Sunday, March 30, 2008

Shift Toward Neutrality In War Between Sexes

The Jewish Week, December 29, 1994

Perhaps the most universal trend seeping across the non-Orthodox world in recent years has been the shift toward gender neutrality in prayer. It was most awkward at first -- those fumbling attempts to please everyone by inventing the pronoun "S/he" when referring to God, or the clumsy shifting from third person to second person, to the replacement of "mankind" with the more generic "humankind." I had my greatest difficulty with the term "brotherhood of man."

"Siblinghood of humanity" just didn't cut it.

But now gender neutrality has become more accepted, even expected. The new Reconstructionist and Reform siddurim are most sensitive to the matter, and the Conservative movement is heading that way, too. The matriarchs, Sarah, Rebecca, Rachel and Leah, are finding their way into the Amidah right next to their famous spouses, even in Conservative texts, and that's a major change. Not long ago, none other than the chancellor of the Jewish Theological Seminary came out strongly in favor of including the matriarchs in worship at that Conservative institution. This would have been unthinkable only a few years ago.

Why has such a significant shift suddenly become so widely accepted? I think there are two major reasons.

First is the matter of language. English and Hebrew have about as much in common as Chanukah and matzah brei, and it is virtually impossible to convey the texture of Judaism accurately to the non-Hebrew speaker. Until recently, most American Jews had a grasp of at least the embers of some basic Hebrew, or at least some Yiddish that carried with it the essence of the original.

So, a generation ago, a synagogue-goer could read the prayer "Avinu Malkenu" and have some understanding that the Hebrew word av doesn't just mean "father," it also means "ancestor," and that in Hebrew the masculine form is generic.
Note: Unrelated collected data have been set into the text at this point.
//! Request rule tables.
//!
//! One type per request shape; the extractors run these rules before any
//! handler executes:
//!
//! | Route                       | Body           | Path           |
//! |-----------------------------|----------------|----------------|
//! | `POST /api/users`           | `UserRequest`  |                |
//! | `PUT /api/users/:userId`    | `UserRequest`  | `UserIdParams` |
//! | `GET /api/users/:userId`    |                | `UserIdParams` |
//! | `DELETE /api/users/:userId` |                | `UserIdParams` |
//! | `POST /api/auth/login`      | `LoginRequest` |                |

use once_cell::sync::Lazy;
use regex::Regex;
use serde::Deserialize;
use utoipa::{IntoParams, ToSchema};
use validator::{Validate, ValidationError};

use crate::config::EMAIL_PATTERN;
use crate::domain::UserId;
use crate::errors::AppResult;

static EMAIL_REGEX: Lazy<Regex> = Lazy::new(|| Regex::new(EMAIL_PATTERN).unwrap());

/// Body of create and update requests
#[derive(Debug, Clone, Deserialize, Validate, ToSchema)]
pub struct UserRequest {
    /// Full name
    #[validate(length(min = 1, message = "fullname is required"))]
    #[schema(example = "Rafael Sanchez")]
    pub fullname: String,
    /// Email address
    #[validate(regex(path = *EMAIL_REGEX, message = "email must be a valid email address"))]
    #[schema(example = "user@example.com")]
    pub email: String,
}

/// Login request
#[derive(Debug, Clone, Deserialize, Validate, ToSchema)]
pub struct LoginRequest {
    #[validate(length(min = 1, message = "username is required"))]
    #[schema(example = "react")]
    pub username: String,
    #[validate(length(min = 1, message = "password is required"))]
    #[schema(example = "express")]
    pub password: String,
}

/// `:userId` path parameter
#[derive(Debug, Clone, Deserialize, Validate, IntoParams)]
#[into_params(parameter_in = Path)]
pub struct UserIdParams {
    /// 24-digit hex user identifier
    #[serde(rename = "userId")]
    #[param(example = "56c787ccc67fc16ccc1a5e92")]
    #[validate(custom(function = "validate_object_id"))]
    pub user_id: String,
}

impl UserIdParams {
    /// Parse the validated parameter into an identifier
    pub fn id(&self) -> AppResult<UserId> {
        Ok(self.user_id.parse()?)
    }
}

fn validate_object_id(value: &str) -> Result<(), ValidationError> {
    if value.parse::<UserId>().is_ok() {
        return Ok(());
    }

    let mut err = ValidationError::new("object_id");
    err.message = Some("userId must be a 24-character hex string".into());
    Err(err)
}
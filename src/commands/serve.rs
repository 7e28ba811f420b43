//! Serve command - Starts the HTTP server.

use std::sync::Arc;

use tokio::signal;

use crate::api::{create_router, AppState};
use crate::cli::args::ServeArgs;
use crate::config::Config;
use crate::errors::{AppError, AppResult};
use crate::infra::Database;

/// Execute the serve command
pub async fn execute(args: ServeArgs, config: Config) -> AppResult<()> {
    tracing::info!("Starting server...");

    let db = Arc::new(Database::connect(&config).await?);

    let app_state = AppState::from_database(db.clone()).await?;
    let app = create_router(app_state);

    let addr = format!("{}:{}", args.host, args.port);
    let listener = tokio::net::TcpListener::bind(&addr)
        .await
        .map_err(|e| AppError::internal(format!("Failed to bind to {}: {}", addr, e)))?;

    tracing::info!("Server running on http://{}", addr);

    let served = axum::serve(listener, app)
        .with_graceful_shutdown(shutdown_signal())
        .await
        .map_err(|e| AppError::internal(format!("Server error: {}", e)));

    db.shutdown().await;
    served
}

/// Resolves on Ctrl+C or SIGTERM
async fn shutdown_signal() {
    let ctrl_c = async {
        if let Err(e) = signal::ctrl_c().await {
            tracing::error!("Failed to install Ctrl+C handler: {}", e);
        }
    };

    #[cfg(unix)]
    let terminate = async {
        match signal::unix::signal(signal::unix::SignalKind::terminate()) {
            Ok(mut stream) => {
                stream.recv().await;
            }
            Err(e) => tracing::error!("Failed to install SIGTERM handler: {}", e),
        }
    };

    #[cfg(not(unix))]
    let terminate = std::future::pending::<()>();

    tokio::select! {
        _ = ctrl_c => {},
        _ = terminate => {},
    }

    tracing::info!("Shutdown signal received");
}
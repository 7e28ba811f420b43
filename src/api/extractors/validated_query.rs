//! Validated query-string extractor.

use axum::{
    async_trait,
    extract::{FromRequestParts, Query},
    http::request::Parts,
};
use serde::de::DeserializeOwned;
use validator::Validate;

use super::checked;
use crate::errors::AppError;

/// Query parameters deserialized into `T` and checked against its rules.
pub struct ValidatedQuery<T>(pub T);

#[async_trait]
impl<S, T> FromRequestParts<S> for ValidatedQuery<T>
where
    S: Send + Sync,
    T: DeserializeOwned + Validate + Send,
{
    type Rejection = AppError;

    async fn from_request_parts(parts: &mut Parts, state: &S) -> Result<Self, Self::Rejection> {
        let Query(value) = Query::<T>::from_request_parts(parts, state)
            .await
            .map_err(|e| AppError::validation(e.body_text()))?;

        checked(value).map(ValidatedQuery)
    }
}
The Hebrew speaker knows that the pronouns for "he" and "she" are so closely related that simply by slicing a vav into a yod, the former becomes the latter. In a real sense, calligraphy mirrors biology, conveying the identical makeup of the sexes. Fittingly, in Torah scrolls the feminine pronoun often appears in the masculine form, with a vav instead of the expected yod, to the great frustration of even the most expert Torah reader.
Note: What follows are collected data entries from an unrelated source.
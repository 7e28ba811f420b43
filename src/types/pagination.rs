//! Skip/limit parameters for list endpoints.

use serde::Deserialize;
use utoipa::IntoParams;
use validator::Validate;

use crate::config::{DEFAULT_LIST_LIMIT, DEFAULT_LIST_SKIP, MAX_LIST_LIMIT};

/// List query parameters
#[derive(Debug, Clone, Deserialize, Validate, IntoParams)]
#[into_params(parameter_in = Query)]
pub struct ListParams {
    /// Number of users to skip, at most `MAX_LIST_SKIP`
    #[serde(default = "default_skip")]
    #[validate(range(max = 9_223_372_036_854_775_807u64, message = "skip is too large"))]
    pub skip: u64,
    /// Maximum number of users to return
    #[serde(default = "default_limit")]
    #[validate(range(min = 1, message = "limit must be at least 1"))]
    pub limit: u64,
}

fn default_skip() -> u64 {
    DEFAULT_LIST_SKIP
}

fn default_limit() -> u64 {
    DEFAULT_LIST_LIMIT
}

impl ListParams {
    pub fn new(skip: u64, limit: u64) -> Self {
        Self { skip, limit }
    }

    /// Get limit capped at maximum
    pub fn limit(&self) -> u64 {
        self.limit.min(MAX_LIST_LIMIT)
    }
}

impl Default for ListParams {
    fn default() -> Self {
        Self {
            skip: DEFAULT_LIST_SKIP,
            limit: DEFAULT_LIST_LIMIT,
        }
    }
}

#[cfg(test)]
mod tests {
    use super::*;
    use crate::config::MAX_LIST_SKIP;

    #[test]
    fn test_defaults() {
        let params = ListParams::default();
        assert_eq!(params.skip, 0);
        assert_eq!(params.limit(), 50);
    }

    #[test]
    fn test_limit_is_capped() {
        assert_eq!(ListParams::new(0, 10_000).limit(), MAX_LIST_LIMIT);
        assert_eq!(ListParams::new(0, 10).limit(), 10);
    }

    #[test]
    fn test_zero_limit_is_rejected() {
        assert!(ListParams::new(0, 0).validate().is_err());
        assert!(ListParams::new(3, 1).validate().is_ok());
    }

    #[test]
    fn test_skip_beyond_store_range_is_rejected() {
        assert!(ListParams::new(MAX_LIST_SKIP, 10).validate().is_ok());

        let errors = ListParams::new(MAX_LIST_SKIP + 1, 10).validate().unwrap_err();
        assert!(errors.field_errors().contains_key("skip"));
    }

    #[test]
    fn test_missing_fields_use_defaults() {
        let params: ListParams = serde_json::from_str("{}").unwrap();
        assert_eq!(params.skip, DEFAULT_LIST_SKIP);
        assert_eq!(params.limit, DEFAULT_LIST_LIMIT);
    }
}
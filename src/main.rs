//! User API - Application entry point
//!
//! CLI-based entry point that dispatches to the serve and ping commands.

use clap::Parser;
use tracing_subscriber::{layer::SubscriberExt, util::SubscriberInitExt};

use user_api::{
    cli::{Cli, Commands},
    commands,
    config::Config,
};

#[tokio::main]
async fn main() {
    let cli = Cli::parse();

    // Verbose mode forces debug level
    init_tracing(cli.verbose);

    let config = Config::from_env();
    tracing::debug!(?config, "Configuration loaded");

    let result = match cli.command {
        Commands::Serve(args) => commands::serve::execute(args, config).await,
        Commands::Ping => commands::ping::execute(config).await,
    };

    if let Err(e) = result {
        tracing::error!("Command failed: {}", e);
        std::process::exit(1);
    }
}

/// Initialize tracing subscriber
fn init_tracing(verbose: bool) {
    let filter = if verbose {
        "debug".to_string()
    } else {
        std::env::var("RUST_LOG").unwrap_or_else(|_| "info".to_string())
    };

    tracing_subscriber::registry()
        .with(tracing_subscriber::fmt::layer())
        .with(tracing_subscriber::EnvFilter::new(filter))
        .init();
}
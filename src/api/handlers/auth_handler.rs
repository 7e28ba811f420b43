//! Authentication handlers.

use axum::{response::Json, routing::post, Router};

use crate::api::extractors::ValidatedJson;
use crate::api::validation::LoginRequest;
use crate::api::AppState;
use crate::errors::{AppError, AppResult};
use crate::types::MessageResponse;

/// Create authentication routes
pub fn auth_routes() -> Router<AppState> {
    Router::new().route("/login", post(login))
}

/// Login stub.
///
/// Only the request shape is checked; there is no credential store behind it.
#[utoipa::path(
    post,
    path = "/api/auth/login",
    tag = "Authentication",
    request_body = LoginRequest,
    responses(
        (status = 400, description = "Validation error", body = MessageResponse),
        (status = 501, description = "Authentication is not implemented", body = MessageResponse)
    )
)]
pub async fn login(
    ValidatedJson(payload): ValidatedJson<LoginRequest>,
) -> AppResult<Json<MessageResponse>> {
    tracing::debug!(username = %payload.username, "Login attempted");
    Err(AppError::NotImplemented)
}
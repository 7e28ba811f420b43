use serde::Serialize;
use utoipa::ToSchema;

/// Message-only response, also the body of every error
#[derive(Debug, Serialize, ToSchema)]
pub struct MessageResponse {
    #[schema(example = "Not Found")]
    pub message: String,
}

impl MessageResponse {
    pub fn new(message: impl Into<String>) -> Self {
        Self {
            message: message.into(),
        }
    }
}
//! Commands module - CLI command implementations.
//!
//! Each command is implemented in its own module for separation of concerns.

pub mod ping;
pub mod serve;
//! Application-wide constants
//!
//! Centralized location for magic values to improve maintainability.

// =============================================================================
// Listing
// =============================================================================

/// Number of records skipped when `skip` is omitted
pub const DEFAULT_LIST_SKIP: u64 = 0;

/// Number of records returned when `limit` is omitted
pub const DEFAULT_LIST_LIMIT: u64 = 50;

/// Upper bound applied to `limit` to prevent excessive queries
pub const MAX_LIST_LIMIT: u64 = 100;

/// Largest `skip` the store accepts (it is sent as a signed 64-bit integer)
pub const MAX_LIST_SKIP: u64 = i64::MAX as u64;

// =============================================================================
// Server Configuration
// =============================================================================

/// Default server host address
pub const DEFAULT_SERVER_HOST: &str = "0.0.0.0";

/// Default server port
pub const DEFAULT_SERVER_PORT: u16 = 3000;

// =============================================================================
// Document Store (MongoDB)
// =============================================================================

/// Default MongoDB connection URL (for development)
pub const DEFAULT_MONGODB_URL: &str = "mongodb://localhost:27017";

/// Default database name
pub const DEFAULT_MONGODB_DATABASE: &str = "user_api";

/// Collection holding user documents
pub const USERS_COLLECTION: &str = "users";

/// Name of the unique index on `email`
pub const EMAIL_UNIQUE_INDEX: &str = "email_unique";

/// Server error code for a duplicate key on a unique index
pub const DUPLICATE_KEY_CODE: i32 = 11000;

/// Connection timeout in seconds
pub const MONGODB_CONNECT_TIMEOUT_SECS: u64 = 10;

/// Server selection timeout in seconds
pub const MONGODB_SERVER_SELECTION_TIMEOUT_SECS: u64 = 30;

// =============================================================================
// Validation
// =============================================================================

/// Accepted shape of an email address (`local@domain.tld`)
pub const EMAIL_PATTERN: &str =
    r"^[A-Za-z0-9_]+([.-]?[A-Za-z0-9_]+)*@[A-Za-z0-9_]+([.-]?[A-Za-z0-9_]+)*(\.[A-Za-z0-9_]{2,3})+$";

// =============================================================================
// Messages
// =============================================================================

/// Message returned when the email is held by another user
pub const EMAIL_TAKEN_MESSAGE: &str = "The email address is already taken!";
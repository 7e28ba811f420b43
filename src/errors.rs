//! Centralized error handling.
//!
//! Provides a unified error type for the entire application,
//! with automatic HTTP response conversion.

use axum::{
    http::StatusCode,
    response::{IntoResponse, Response},
    Json,
};
use mongodb::bson::oid;
use thiserror::Error;

use crate::config::EMAIL_TAKEN_MESSAGE;
use crate::types::MessageResponse;

/// Application error types
#[derive(Error, Debug)]
pub enum AppError {
    // Request shape
    #[error("{0}")]
    Validation(String),

    // Resource errors
    #[error("Not Found")]
    NotFound,

    #[error("{0}")]
    Conflict(String),

    #[error("Not Implemented")]
    NotImplemented,

    // External service errors
    #[error("Database error")]
    Database(#[from] mongodb::error::Error),

    // Internal
    #[error("Internal server error")]
    Internal(String),
}

impl AppError {
    /// Get HTTP status code
    pub fn status(&self) -> StatusCode {
        match self {
            AppError::Validation(_) => StatusCode::BAD_REQUEST,
            AppError::NotFound => StatusCode::NOT_FOUND,
            AppError::Conflict(_) => StatusCode::CONFLICT,
            AppError::NotImplemented => StatusCode::NOT_IMPLEMENTED,
            AppError::Database(_) | AppError::Internal(_) => StatusCode::INTERNAL_SERVER_ERROR,
        }
    }

    /// Get user-facing message (hides internal details)
    fn user_message(&self) -> String {
        match self {
            AppError::Validation(msg) | AppError::Conflict(msg) => msg.clone(),

            // Hide details for internal errors
            AppError::Database(e) => {
                tracing::error!("Database error: {:?}", e);
                "Internal Server Error".to_string()
            }
            AppError::Internal(msg) => {
                tracing::error!("Internal error: {}", msg);
                "Internal Server Error".to_string()
            }

            _ => self.to_string(),
        }
    }
}

impl IntoResponse for AppError {
    fn into_response(self) -> Response {
        let status = self.status();
        let body = MessageResponse::new(self.user_message());

        (status, Json(body)).into_response()
    }
}

impl From<oid::Error> for AppError {
    fn from(err: oid::Error) -> Self {
        AppError::Validation(format!("userId is not a valid identifier: {}", err))
    }
}

/// Result type alias
pub type AppResult<T> = Result<T, AppError>;

/// Extension trait for Option -> AppError conversion
pub trait OptionExt<T> {
    fn ok_or_not_found(self) -> AppResult<T>;
}

impl<T> OptionExt<T> for Option<T> {
    fn ok_or_not_found(self) -> AppResult<T> {
        self.ok_or(AppError::NotFound)
    }
}

/// Convenience constructors
impl AppError {
    /// Another user already holds this email address
    pub fn email_taken() -> Self {
        AppError::Conflict(EMAIL_TAKEN_MESSAGE.to_string())
    }

    pub fn validation(msg: impl Into<String>) -> Self {
        AppError::Validation(msg.into())
    }

    pub fn internal(msg: impl Into<String>) -> Self {
        AppError::Internal(msg.into())
    }
}

#[cfg(test)]
mod tests {
    use super::*;

    async fn body_message(response: Response) -> String {
        let bytes = axum::body::to_bytes(response.into_body(), usize::MAX)
            .await
            .unwrap();
        let value: serde_json::Value = serde_json::from_slice(&bytes).unwrap();
        value["message"].as_str().unwrap().to_string()
    }

    #[tokio::test]
    async fn test_not_found_response() {
        let response = AppError::NotFound.into_response();
        assert_eq!(response.status(), StatusCode::NOT_FOUND);
        assert_eq!(body_message(response).await, "Not Found");
    }

    #[tokio::test]
    async fn test_validation_message_is_public() {
        let response = AppError::validation("email is invalid").into_response();
        assert_eq!(response.status(), StatusCode::BAD_REQUEST);
        assert_eq!(body_message(response).await, "email is invalid");
    }

    #[tokio::test]
    async fn test_email_taken_is_conflict() {
        let response = AppError::email_taken().into_response();
        assert_eq!(response.status(), StatusCode::CONFLICT);
        assert_eq!(body_message(response).await, EMAIL_TAKEN_MESSAGE);
    }

    #[tokio::test]
    async fn test_internal_details_are_hidden() {
        let response = AppError::internal("connection pool exhausted").into_response();
        assert_eq!(response.status(), StatusCode::INTERNAL_SERVER_ERROR);
        assert_eq!(body_message(response).await, "Internal Server Error");
    }

    #[tokio::test]
    async fn test_not_implemented_response() {
        let response = AppError::NotImplemented.into_response();
        assert_eq!(response.status(), StatusCode::NOT_IMPLEMENTED);
        assert_eq!(body_message(response).await, "Not Implemented");
    }

    #[test]
    fn test_object_id_error_maps_to_validation() {
        let err = oid::ObjectId::parse_str("xyz").unwrap_err();
        assert!(matches!(AppError::from(err), AppError::Validation(_)));
    }

    #[test]
    fn test_ok_or_not_found() {
        let missing: Option<u8> = None;
        assert!(matches!(missing.ok_or_not_found(), Err(AppError::NotFound)));
        assert_eq!(Some(7u8).ok_or_not_found().unwrap(), 7);
    }
}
Gender neutrality serves the purpose of restoring some of the delicious ambiguity of the original, enabling us to dig deeper into our souls to discover new metaphors for divinity. Our sages were never constrained by the gender biases of the King James translation as they siddur-surfed through scores of different concepts of God to find the ones that resonated best. We need to free ourselves, in any language, in our search for the sacred.

More important than the language factor is the impact of a masculine God on society around us. In a recent essay, Dennis Prager claims that a male metaphor for God is beneficial because of our society's desperate need for compassionate male role models. While I disagree with some of his conclusions, I agree with his major premise: The example we set and the lesson we teach "in here," within the spiritual life of the synagogue, will go far to determine how people live their lives "out there," in the world.

For that reason, I take very seriously each word of every prayer that is uttered, especially when it comes to God. If children grow up believing that God is primarily male, how does that affect them? If their Jewish role models in the siddur are almost exclusively male, what is to become of girls starved for positive female role models? Does Jewish prayer encourage boys to feel inherently superior and girls to submit to the will of male authority?

Traditional prayerbooks project that impression in the morning blessings, where men thank God "for not having made me a women," and women say, "...who has made me according to His will." There are excellent traditional commentaries explaining this discrepancy in ways that satisfy many Jews. But for those from a non-Orthodox background, at least, the attitudes engendered by a He-God and patriarchal liturgy have potentially devastating implications.

A war between the sexes is being fought in this country, and the O.J. Simpson and Anita Hill episodes are only two of its most visible eruptions. What was once a matter of feminist politics is now, I believe, a question of conscience for those who shape thought, especially teachers and clergy. I cannot preach healing and discourage domestic violence if I then turn around and support a liturgy that seems to imply male dominance. But if I drive home the message that the Jewish God cannot be tied to any gender, perhaps that will help, in some small way, to breach the chasm that separates the sexes. At the very least it will encourage the abused wives of my community to seek help from their rabbi and find solace in their God.

If God is in the details, so are the ways in which we project Jewish values. I've been told that a synagogue's attitude toward children is best gauged by whether it has a changing table in the women's room, and its attitude toward women is seen by whether a changing table can be found in the men's room. My synagogue has installed its changing table in a more gender-neutral location -- the baby-sitting room. In the light of recent events, congregations need to be dwelling on such details.

The differences between the sexes will always be there. Thankfully. But until we realize that God is neither in one nor the other but in the sum of the parts, in relationship, the struggle will continue. But some day, God willing, we'll be whole.